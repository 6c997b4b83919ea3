// tuner-core/src/lib.rs

//! The core logic for the guitar tuner.
//! This crate is responsible for gating, pitch detection and string
//! matching. It is completely headless: it performs no audio capture
//! and contains no rendering code.
//!
//! The entry points are [`analyze`] for a one-off call with the standard
//! tuning, and [`Analyzer`] when the tuning or thresholds are configured.

pub mod config;
pub mod driver;
pub mod error;
pub mod gate;
pub mod pitch;
pub mod reading;
pub mod tuning;

pub use config::{DetectorConfig, GateMode};
pub use error::{TunerError, TunerResult};
pub use tuning::{ReferenceString, Tuning};

use serde::Serialize;

/// Result of analysing a single buffer.
///
/// With the default config a pure high E (E4) tone is reported as string 0,
/// two octaves down, because its lag nearly divides the low E lag. Set
/// [`DetectorConfig::subharmonic_tolerance`] for every string to be reported
/// by its own index.
#[derive(Debug, Clone, Copy, PartialEq, Serialize)]
#[serde(tag = "kind", rename_all = "snake_case")]
pub enum Detection {
    /// Too quiet, or the estimate fell outside the plausible lag range.
    NoSignal,
    /// A string was matched and its frequency estimated.
    Detected {
        /// Index into the tuning the analyzer was built with.
        string_index: usize,
        /// Estimated frequency in Hz, always > 0.
        frequency_hz: f32,
    },
}

impl Detection {
    /// The detected string index, if any.
    pub fn string_index(&self) -> Option<usize> {
        match self {
            Detection::NoSignal => None,
            Detection::Detected { string_index, .. } => Some(*string_index),
        }
    }

    /// The detected frequency, if any.
    pub fn frequency_hz(&self) -> Option<f32> {
        match self {
            Detection::NoSignal => None,
            Detection::Detected { frequency_hz, .. } => Some(*frequency_hz),
        }
    }
}

/// Outcome of one analysis cycle, including which string to display.
#[derive(Debug, Clone, Copy, PartialEq, Serialize)]
pub struct CycleOutcome {
    /// What this buffer produced.
    pub detection: Detection,
    /// String the display should show after this cycle.
    ///
    /// The coarse match whenever the gate opened, even if refinement found no
    /// lag or its lag was rejected; otherwise the previous string carried
    /// forward.
    pub current_string: Option<usize>,
}

/// Gate plus two-phase pitch estimator over a fixed tuning.
///
/// Immutable after construction, so one instance can be shared across
/// threads and called any number of times.
#[derive(Debug, Clone)]
pub struct Analyzer {
    tuning: Tuning,
    config: DetectorConfig,
}

impl Default for Analyzer {
    fn default() -> Self {
        Self {
            tuning: (*tuning::STANDARD).clone(),
            config: DetectorConfig::default(),
        }
    }
}

impl Analyzer {
    /// Creates an analyzer, validating the config.
    pub fn new(tuning: Tuning, config: DetectorConfig) -> TunerResult<Self> {
        config.validate()?;
        Ok(Self { tuning, config })
    }

    /// Standard tuning with a custom config.
    pub fn with_config(config: DetectorConfig) -> TunerResult<Self> {
        Self::new((*tuning::STANDARD).clone(), config)
    }

    pub fn tuning(&self) -> &Tuning {
        &self.tuning
    }

    pub fn config(&self) -> &DetectorConfig {
        &self.config
    }

    /// Analyses one buffer.
    ///
    /// # Arguments
    /// * `signal` - Time-domain samples, longer than the lowest string's lag
    /// * `sample_rate` - Sample rate in Hz
    ///
    /// # Errors
    /// * `InvalidSampleRate` - rate is not a positive finite number
    /// * `EmptyBuffer` / `BufferTooShort` - buffer cannot hold the longest lag
    pub fn analyze(&self, signal: &[f32], sample_rate: f32) -> TunerResult<Detection> {
        self.analyze_cycle(signal, sample_rate, None)
            .map(|outcome| outcome.detection)
    }

    /// Analyses one buffer and works out which string to display.
    ///
    /// `previous_string_index` is the `current_string` of the last cycle; it
    /// is returned unchanged when the gate stays closed. An index that is not
    /// valid for this tuning is dropped.
    pub fn analyze_cycle(
        &self,
        signal: &[f32],
        sample_rate: f32,
        previous_string_index: Option<usize>,
    ) -> TunerResult<CycleOutcome> {
        self.validate_input(signal, sample_rate)?;
        let previous = previous_string_index.filter(|&i| i < self.tuning.len());

        if !gate::is_open(signal, &self.config) {
            return Ok(CycleOutcome {
                detection: Detection::NoSignal,
                current_string: previous,
            });
        }

        let Some(estimate) = pitch::estimate(signal, sample_rate, &self.tuning, &self.config)
        else {
            return Ok(CycleOutcome {
                detection: Detection::NoSignal,
                current_string: previous,
            });
        };

        let detection = match (estimate.lag, estimate.frequency_hz) {
            (Some(lag), Some(frequency_hz))
                if self.config.accepts_lag(lag) && frequency_hz > 0.0 =>
            {
                Detection::Detected {
                    string_index: estimate.string_index,
                    frequency_hz,
                }
            }
            (lag, _) => {
                log::debug!(
                    "Lag {:?} outside ({}, {}), discarding",
                    lag,
                    self.config.plausible_lag_min,
                    self.config.plausible_lag_max
                );
                Detection::NoSignal
            }
        };

        Ok(CycleOutcome {
            detection,
            current_string: Some(estimate.string_index),
        })
    }

    fn validate_input(&self, signal: &[f32], sample_rate: f32) -> TunerResult<()> {
        if !sample_rate.is_finite() || sample_rate <= 0.0 {
            return Err(TunerError::InvalidSampleRate(sample_rate));
        }
        if signal.is_empty() {
            return Err(TunerError::EmptyBuffer);
        }
        let required = self.tuning.max_lag(sample_rate);
        if signal.len() <= required {
            return Err(TunerError::BufferTooShort {
                len: signal.len(),
                required,
            });
        }
        Ok(())
    }
}

/// Analyses one buffer against standard tuning with the default config.
pub fn analyze(signal: &[f32], sample_rate: f32) -> TunerResult<Detection> {
    Analyzer::default().analyze(signal, sample_rate)
}

#[cfg(test)]
mod tests {
    use super::*;

    fn biased_sine(freq: f32, sample_rate: f32, len: usize) -> Vec<f32> {
        (0..len)
            .map(|i| 0.1 + 0.5 * (2.0 * std::f32::consts::PI * freq * i as f32 / sample_rate).sin())
            .collect()
    }

    #[test]
    fn a_string_at_44100() {
        let detection = analyze(&biased_sine(110.0, 44_100.0, 2048), 44_100.0).unwrap();
        assert_eq!(detection.string_index(), Some(1));
        let freq = detection.frequency_hz().unwrap();
        assert!((108.0..=112.0).contains(&freq), "got {} Hz", freq);
    }

    #[test]
    fn silence_is_no_signal() {
        assert_eq!(analyze(&[0.0; 2048], 44_100.0).unwrap(), Detection::NoSignal);
    }

    #[test]
    fn rejects_bad_sample_rates() {
        let signal = vec![0.1; 2048];
        for rate in [0.0, -44_100.0, f32::NAN, f32::INFINITY] {
            assert!(matches!(
                analyze(&signal, rate),
                Err(TunerError::InvalidSampleRate(_))
            ));
        }
    }

    #[test]
    fn rejects_short_buffers() {
        assert!(matches!(analyze(&[], 44_100.0), Err(TunerError::EmptyBuffer)));
        assert!(matches!(
            analyze(&[0.1; 535], 44_100.0),
            Err(TunerError::BufferTooShort { len: 535, required: 535 })
        ));
        assert!(analyze(&[0.1; 536], 44_100.0).is_ok());
    }

    #[test]
    fn closed_gate_carries_previous_string() {
        let analyzer = Analyzer::default();
        let outcome = analyzer.analyze_cycle(&[0.0; 2048], 44_100.0, Some(3)).unwrap();
        assert_eq!(outcome.detection, Detection::NoSignal);
        assert_eq!(outcome.current_string, Some(3));

        let outcome = analyzer.analyze_cycle(&[0.0; 2048], 44_100.0, Some(42)).unwrap();
        assert_eq!(outcome.current_string, None);
    }

    #[test]
    fn rejected_lag_still_updates_current_string() {
        // 63 Hz at 44.1 kHz has a 700-sample period, longer than any accepted lag.
        let analyzer = Analyzer::default();
        let outcome = analyzer
            .analyze_cycle(&biased_sine(63.0, 44_100.0, 2048), 44_100.0, Some(1))
            .unwrap();
        assert_eq!(outcome.detection, Detection::NoSignal);
        assert!(outcome.current_string.is_some());
    }

    #[test]
    fn empty_window_still_updates_current_string() {
        // Low E at 96 kHz: the refinement window (1018, 650) is inverted, so
        // no lag is found, but the coarse match must still reach the display.
        let analyzer = Analyzer::default();
        let outcome = analyzer
            .analyze_cycle(&biased_sine(82.4069, 96_000.0, 4096), 96_000.0, Some(3))
            .unwrap();
        assert_eq!(outcome.detection, Detection::NoSignal);
        assert_eq!(outcome.current_string, Some(0));
    }

    #[test]
    fn invalid_config_is_refused() {
        let config = DetectorConfig {
            plausible_lag_min: 700,
            ..DetectorConfig::default()
        };
        assert!(matches!(
            Analyzer::with_config(config),
            Err(TunerError::InvalidConfig(_))
        ));
    }
}
//! WAV decoding for the command-line host.

use std::path::Path;

use anyhow::{bail, Context, Result};

/// Decoded mono audio.
#[derive(Debug, Clone)]
pub struct Audio {
    pub samples: Vec<f32>,
    pub sample_rate: u32,
}

/// Loads a WAV file as mono `f32` samples in [-1, 1].
///
/// Integer formats are scaled by their bit depth; multi-channel files are
/// averaged down to one channel.
pub fn load_wav(path: &Path) -> Result<Audio> {
    let mut reader = hound::WavReader::open(path)
        .with_context(|| format!("failed to open {}", path.display()))?;
    let spec = reader.spec();
    if spec.channels == 0 {
        bail!("{} declares zero channels", path.display());
    }

    let interleaved: Vec<f32> = match spec.sample_format {
        hound::SampleFormat::Float => reader
            .samples::<f32>()
            .collect::<Result<Vec<_>, _>>()
            .with_context(|| format!("failed to decode {}", path.display()))?,
        hound::SampleFormat::Int => {
            let max_value = (1_i64 << (spec.bits_per_sample - 1)) as f32;
            reader
                .samples::<i32>()
                .map(|s| s.map(|s| s as f32 / max_value))
                .collect::<Result<Vec<_>, _>>()
                .with_context(|| format!("failed to decode {}", path.display()))?
        }
    };

    let channels = spec.channels as usize;
    let samples = if channels == 1 {
        interleaved
    } else {
        interleaved
            .chunks_exact(channels)
            .map(|frame| frame.iter().sum::<f32>() / channels as f32)
            .collect()
    };

    log::info!(
        "Loaded {}: {} samples at {} Hz ({} channel(s))",
        path.display(),
        samples.len(),
        spec.sample_rate,
        channels
    );

    Ok(Audio {
        samples,
        sample_rate: spec.sample_rate,
    })
}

•••••

■ TASK STATEMENT
Lines in the data that hold "impl" must be located and copied.

■ RESULT FOR THIS EXERCISE
impl Detection {
impl Default for Analyzer {
impl Analyzer {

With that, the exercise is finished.